[Records drawn from a dataset]

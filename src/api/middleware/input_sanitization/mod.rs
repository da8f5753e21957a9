//! Request sanitization and validation
//!
//! Pure sanitizers for strings, arrays and nested objects, the safe-URL
//! gate, and the declarative rule sets that combine them per request type.

pub mod config;
pub mod rule_sets;
pub mod rules;
pub mod sanitizers;
pub mod validators;


pub use config::{SanitizationConfig, MAX_CANVAS_BYTES, MAX_FIELD_BYTES};
pub use rules::{Check, FieldRule, RuleSet, SizeLimit, Step, Transform};
pub use sanitizers::{Sanitizer, DEPTH_SENTINEL};
pub use validators::Validator;

use serde_json::Value;

/// Sanitize a string with the default limits
pub fn sanitize_string(input: &str) -> String {
    Sanitizer::sanitize_string(input, &SanitizationConfig::default())
}

/// Sanitize an array with the default limits
pub fn sanitize_array(value: &Value) -> Vec<Value> {
    Sanitizer::sanitize_array(value, &SanitizationConfig::default())
}

/// Sanitize a nested object with the default limits
pub fn sanitize_object(value: &Value) -> Value {
    Sanitizer::sanitize_object(value, &SanitizationConfig::default())
}

/// URL gate; `production` enables the internal-host denylist
pub fn is_safe_url(candidate: &str, production: bool) -> bool {
    Validator::is_safe_url(
        candidate,
        &SanitizationConfig::default().with_production(production),
    )
}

Exercise instructions: A single number is the whole answer: report how many lines in the data above include the word "default".

Response for this exercise: 7